*BRIEF*: Your response should be a copy of each line in the listing below that includes the word "CanonicalRow".

*INFORMATION SUPPLIED*:
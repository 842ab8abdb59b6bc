//! Upsert engine against an in-memory DuckDB warehouse

#![cfg(feature = "duckdb-backend")]

use chrono::NaiveDate;
use cmdc_ingest::database::{
    ConflictPolicy, DatabaseBackend, DatabaseError, DuckDBBackend, InsertShape, PersistTarget,
    UpsertEngine, WarehouseNames,
};
use cmdc_ingest::models::{CanonicalRow, Location, Record};
use serde_json::json;

fn date(day: u32) -> NaiveDate {
    NaiveDate::from_ymd_opt(2020, 7, day).unwrap()
}

async fn warehouse() -> DuckDBBackend {
    let backend = DuckDBBackend::in_memory().unwrap();
    backend.initialize(&WarehouseNames::default()).await.unwrap();
    backend
}

async fn count(backend: &DuckDBBackend, sql: &str) -> i64 {
    let result = backend.execute_query(sql).await.unwrap();
    result.scalar().and_then(|v| v.as_i64()).unwrap()
}

async fn values(backend: &DuckDBBackend, table: &str) -> Vec<f64> {
    let result = backend
        .execute_query(&format!("SELECT value FROM data.{} ORDER BY fips, variable_id", table))
        .await
        .unwrap();
    result
        .rows
        .iter()
        .map(|r| r["value"].as_f64().unwrap())
        .collect()
}

fn ctp_target(policy: ConflictPolicy) -> PersistTarget {
    PersistTarget::new("ctp_covid", &["vintage", "dt", "fips", "variable_id"])
        .with_policy(policy)
        .with_shape(InsertShape::VariableLookup { provider: None })
}

fn rows(value: f64) -> Vec<CanonicalRow> {
    vec![
        CanonicalRow::new(date(7), date(6), Location::Fips(25), "cases_total", value),
        CanonicalRow::new(date(7), date(6), Location::Fips(25), "deaths_total", value / 10.0),
    ]
}

#[tokio::test]
async fn test_do_nothing_is_idempotent() {
    let backend = warehouse().await;
    let engine = UpsertEngine::new(&backend, WarehouseNames::default());
    let target = ctp_target(ConflictPolicy::DoNothing);

    engine.persist(&rows(100.0), &target).await.unwrap();
    engine.persist(&rows(100.0), &target).await.unwrap();

    assert_eq!(count(&backend, "SELECT count(*) FROM data.ctp_covid").await, 2);
}

#[tokio::test]
async fn test_do_nothing_keeps_first_value() {
    let backend = warehouse().await;
    let engine = UpsertEngine::new(&backend, WarehouseNames::default());
    let target = ctp_target(ConflictPolicy::DoNothing);

    engine.persist(&rows(100.0), &target).await.unwrap();
    engine.persist(&rows(500.0), &target).await.unwrap();

    assert_eq!(values(&backend, "ctp_covid").await, vec![100.0, 10.0]);
}

#[tokio::test]
async fn test_do_update_overwrites_value() {
    let backend = warehouse().await;
    let engine = UpsertEngine::new(&backend, WarehouseNames::default());
    let target = ctp_target(ConflictPolicy::DoUpdate);

    engine.persist(&rows(100.0), &target).await.unwrap();
    engine.persist(&rows(500.0), &target).await.unwrap();

    assert_eq!(count(&backend, "SELECT count(*) FROM data.ctp_covid").await, 2);
    assert_eq!(values(&backend, "ctp_covid").await, vec![500.0, 50.0]);
}

#[tokio::test]
async fn test_unknown_variables_are_dropped() {
    let backend = warehouse().await;
    let engine = UpsertEngine::new(&backend, WarehouseNames::default());
    let mut batch = rows(100.0);
    batch.push(CanonicalRow::new(date(7), date(6), Location::Fips(25), "not_a_variable", 1.0));

    engine
        .persist(&batch, &ctp_target(ConflictPolicy::DoNothing))
        .await
        .unwrap();

    assert_eq!(count(&backend, "SELECT count(*) FROM data.ctp_covid").await, 2);
}

#[tokio::test]
async fn test_provider_is_written() {
    let backend = warehouse().await;
    let engine = UpsertEngine::new(&backend, WarehouseNames::default());
    let target = PersistTarget::new("us_covid", &["vintage", "dt", "fips", "variable_id"])
        .with_policy(ConflictPolicy::DoUpdate)
        .with_shape(InsertShape::VariableLookup {
            provider: Some("state".to_string()),
        });

    engine.persist(&rows(100.0), &target).await.unwrap();

    assert_eq!(
        count(&backend, "SELECT count(*) FROM data.us_covid WHERE provider = 'state'").await,
        2
    );
}

#[tokio::test]
async fn test_county_names_resolve_within_state() {
    let backend = warehouse().await;
    backend
        .execute_batch(
            "INSERT INTO meta.us_fips (fips, name, state) VALUES \
             (10001, 'Kent', '10'), (24029, 'Kent', '24'), (10005, 'Sussex', '10');",
        )
        .await
        .unwrap();

    let engine = UpsertEngine::new(&backend, WarehouseNames::default());
    let target = PersistTarget::new("us_covid", &["vintage", "dt", "fips", "variable_id"])
        .with_policy(ConflictPolicy::DoUpdate)
        .with_shape(InsertShape::CountyLookup {
            state_fips: 10,
            provider: Some("state".to_string()),
        });
    let county = |name: &str, value: f64| {
        CanonicalRow::new(
            date(7),
            date(6),
            Location::County(name.to_string()),
            "cases_total",
            value,
        )
    };
    let rows = vec![county("Kent", 12.0), county("Sussex", 30.0), county("Nowhere", 1.0)];

    engine.persist(&rows, &target).await.unwrap();

    let result = backend
        .execute_query("SELECT fips FROM data.us_covid ORDER BY fips")
        .await
        .unwrap();
    let fips: Vec<i64> = result.rows.iter().map(|r| r["fips"].as_i64().unwrap()).collect();
    assert_eq!(fips, vec![10001, 10005]);
}

#[tokio::test]
async fn test_higher_priority_wins() {
    let backend = warehouse().await;
    backend
        .execute_batch(
            "CREATE TABLE data.ranked (fips INTEGER, dt DATE, value DOUBLE PRECISION, priority INTEGER, \
             PRIMARY KEY (fips, dt));",
        )
        .await
        .unwrap();

    let engine = UpsertEngine::new(&backend, WarehouseNames::default());
    let target = PersistTarget::new("ranked", &["fips", "dt"]).with_policy(
        ConflictPolicy::PreferHigherPriority {
            column: "priority".to_string(),
        },
    );
    let record = |value: f64, priority: i64| -> Record {
        json!({"fips": 24, "dt": "2020-07-06", "value": value, "priority": priority})
            .as_object()
            .cloned()
            .unwrap()
    };

    engine.persist(&[record(1.0, 2)], &target).await.unwrap();
    engine.persist(&[record(2.0, 1)], &target).await.unwrap();
    let after_lower = backend
        .execute_query("SELECT value, priority FROM data.ranked")
        .await
        .unwrap();
    assert_eq!(after_lower.rows[0]["value"], json!(1.0));

    engine.persist(&[record(3.0, 5)], &target).await.unwrap();
    let after_higher = backend
        .execute_query("SELECT value, priority FROM data.ranked")
        .await
        .unwrap();
    assert_eq!(after_higher.rows[0]["value"], json!(3.0));
    assert_eq!(after_higher.rows[0]["priority"], json!(5));
}

#[tokio::test]
async fn test_missing_target_table_reports_schema_error() {
    let backend = warehouse().await;
    let engine = UpsertEngine::new(&backend, WarehouseNames::default());
    let target = PersistTarget::new("nonexistent", &["vintage", "dt", "fips", "variable_id"])
        .with_shape(InsertShape::VariableLookup { provider: None });

    let err = engine.persist(&rows(1.0), &target).await.unwrap_err();

    assert!(matches!(err, DatabaseError::SchemaError { .. }), "{err}");
}

#[tokio::test]
async fn test_empty_batch_writes_nothing() {
    let backend = warehouse().await;
    let engine = UpsertEngine::new(&backend, WarehouseNames::default());
    let written = engine
        .persist::<CanonicalRow>(&[], &ctp_target(ConflictPolicy::DoNothing))
        .await
        .unwrap();
    assert_eq!(written, 0);
}

#[tokio::test]
async fn test_custom_schema_names() {
    let backend = DuckDBBackend::in_memory().unwrap();
    let names = WarehouseNames {
        data_schema: "covid".to_string(),
        meta_schema: "lookup".to_string(),
    };
    backend.initialize(&names).await.unwrap();

    let engine = UpsertEngine::new(&backend, names);
    engine
        .persist(&rows(7.0), &ctp_target(ConflictPolicy::DoNothing))
        .await
        .unwrap();

    assert_eq!(count(&backend, "SELECT count(*) FROM covid.ctp_covid").await, 2);
}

*ANSWER SECTION*:
use cmdc_ingest::models::{CanonicalRow, Location, Record};
fn rows(value: f64) -> Vec<CanonicalRow> {
        CanonicalRow::new(date(7), date(6), Location::Fips(25), "cases_total", value),
        CanonicalRow::new(date(7), date(6), Location::Fips(25), "deaths_total", value / 10.0),
    batch.push(CanonicalRow::new(date(7), date(6), Location::Fips(25), "not_a_variable", 1.0));
        CanonicalRow::new(
        .persist::<CanonicalRow>(&[], &ctp_target(ConflictPolicy::DoNothing))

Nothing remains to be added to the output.